China's shrinking labour force could impact economic growth in coming decades

By ANI | Published: May 13, 2021 06:21 PM2021-05-13T18:21:54+5:302021-05-13T18:30:08+5:30

The Chinese economy is growing fast but its shrinking labour force "could place a cap on China's potential economic growth" in coming decades, according to a government advisor.

China's shrinking labour force could impact economic growth in coming decades | China's shrinking labour force could impact economic growth in coming decades

China's shrinking labour force could impact economic growth in coming decades

The Chinese economy is growing fast but its shrinking labour force "could place a cap on China's potential economic growth" in coming decades, according to a government advisor.

The Census data released on Tuesday showed that China's total population rose by 5.8 per cent over the past decade -- the slowest pace of growth since at least the 1960s. It also showed the country's labour force is getting smaller.

The number of people aged between 15 and 59 dropped below 900 million to about 63 percent of the population -- down some 7 percentage points from a decade earlier.

Lin Yifu, a government adviser and former World Bank chief economist, predicted at a government forum in March that could happen as early as 2030 -- if it maintains an annual growth rate of between 5 per cent and 6 per cent over the next decade, CNN reported.

An accelerated drop in the labour force could make that tough.

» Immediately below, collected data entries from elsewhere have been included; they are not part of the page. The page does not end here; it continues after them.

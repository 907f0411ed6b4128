//! [`TestGroovyHome`] builder for on-disk reconciliation scenarios.
//!
//! Every fixture file holds the relative path it was created at, so reading a
//! file in `lib` tells which source it was linked from on any platform.

use std::collections::BTreeMap;
use std::fs;
use std::path::Path;
use tempfile::TempDir;

/// State of one entry in a [`TestGroovyHome::snapshot`].
#[derive(Debug, Clone, PartialEq, Eq)]
pub enum EntryState {
    Dir,
    /// File contents and, on unix, its inode number
    File { content: String, ino: u64 },
}

/// A temporary Groovy installation.
///
/// # Example
///
/// ```rust,no_run
/// use indy_test_utils::TestGroovyHome;
///
/// let home = TestGroovyHome::new()
///     .with_lib(&["groovy.jar", "antlr.jar"])
///     .with_indy(&["groovy-indy.jar"]);
/// home.assert_exists("lib/groovy.jar");
/// ```
pub struct TestGroovyHome {
    temp_dir: TempDir,
}

impl Default for TestGroovyHome {
    fn default() -> Self {
        Self::new()
    }
}

impl TestGroovyHome {
    /// Create an empty installation root.
    pub fn new() -> Self {
        Self {
            temp_dir: TempDir::new().unwrap(),
        }
    }

    pub fn root(&self) -> &Path {
        self.temp_dir.path()
    }

    /// Populate `lib` with the given jar names.
    pub fn with_lib(self, names: &[&str]) -> Self {
        self.with_files("lib", names)
    }

    /// Populate `indy` with the given jar names.
    pub fn with_indy(self, names: &[&str]) -> Self {
        self.with_files("indy", names)
    }

    pub fn with_files(self, dir: &str, names: &[&str]) -> Self {
        fs::create_dir_all(self.root().join(dir)).unwrap();
        for name in names {
            self.write(&format!("{}/{}", dir, name));
        }
        self
    }

    /// Write a file whose content is `rel`, creating parents.
    pub fn write(&self, rel: &str) {
        let path = self.root().join(rel);
        if let Some(parent) = path.parent() {
            fs::create_dir_all(parent).unwrap();
        }
        fs::write(&path, rel).unwrap();
    }

    /// Content of the file at `rel`.
    pub fn read(&self, rel: &str) -> String {
        let path = self.root().join(rel);
        fs::read_to_string(&path)
            .unwrap_or_else(|_| panic!("Could not read file: {}", path.display()))
    }

    /// Sorted names inside `rel_dir`.
    pub fn entries(&self, rel_dir: &str) -> Vec<String> {
        let mut names: Vec<String> = fs::read_dir(self.root().join(rel_dir))
            .unwrap()
            .map(|entry| entry.unwrap().file_name().to_string_lossy().into_owned())
            .collect();
        names.sort();
        names
    }

    /// Every entry under the root keyed by forward-slash relative path.
    pub fn snapshot(&self) -> BTreeMap<String, EntryState> {
        let mut out = BTreeMap::new();
        collect(self.root(), "", &mut out);
        out
    }

    /// Assert that `lib/<name>` is a hard link to the file at `source`.
    ///
    /// # Panics
    /// Panics if the contents differ, or on unix if the inodes differ.
    pub fn assert_linked(&self, name: &str, source: &str) {
        let lib_rel = format!("lib/{}", name);
        assert_eq!(
            self.read(&lib_rel),
            self.read(source),
            "{} should be linked to {}",
            lib_rel,
            source
        );
        assert_eq!(
            ino(&self.root().join(&lib_rel)),
            ino(&self.root().join(source)),
            "{} and {} should share an inode",
            lib_rel,
            source
        );
    }

    /// Assert that `rel` exists.
    pub fn assert_exists(&self, rel: &str) {
        let full_path = self.root().join(rel);
        assert!(
            full_path.exists(),
            "Expected path to exist: {}",
            full_path.display()
        );
    }

    /// Assert that `rel` does **not** exist.
    pub fn assert_not_exists(&self, rel: &str) {
        let full_path = self.root().join(rel);
        assert!(
            !full_path.exists(),
            "Expected path NOT to exist: {}",
            full_path.display()
        );
    }
}

fn collect(dir: &Path, prefix: &str, out: &mut BTreeMap<String, EntryState>) {
    for entry in fs::read_dir(dir).unwrap() {
        let entry = entry.unwrap();
        let name = entry.file_name().to_string_lossy().into_owned();
        let rel = if prefix.is_empty() {
            name
        } else {
            format!("{}/{}", prefix, name)
        };
        let path = entry.path();
        if path.is_dir() {
            out.insert(rel.clone(), EntryState::Dir);
            collect(&path, &rel, out);
        } else {
            let content = fs::read_to_string(&path).unwrap_or_default();
            out.insert(
                rel,
                EntryState::File {
                    content,
                    ino: ino(&path),
                },
            );
        }
    }
}

#[cfg(unix)]
fn ino(path: &Path) -> u64 {
    use std::os::unix::fs::MetadataExt;
    fs::metadata(path).unwrap().ino()
}

#[cfg(not(unix))]
fn ino(_path: &Path) -> u64 {
    0
}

China's labour force could shrink by about 5 per cent over the next decade, according to calculations by Yue Su, an economist at the Economist Intelligence Unit in London.

"The likely consequent drop in the labour force, which has been falling since 2017, will place a cap on China's potential economic growth," Yue said Tuesday. "The demographic dividend that propelled the country's economic rise over recent decades is set to dissipate quickly."

China currently has as many elderly people as Japan in the early 1990s.

However, China's current GDP per capita -- a broad measure of a country's standard of living -- is just USD 10,504, compared to Japan's USD 31,465 in 1992, according to World Bank data.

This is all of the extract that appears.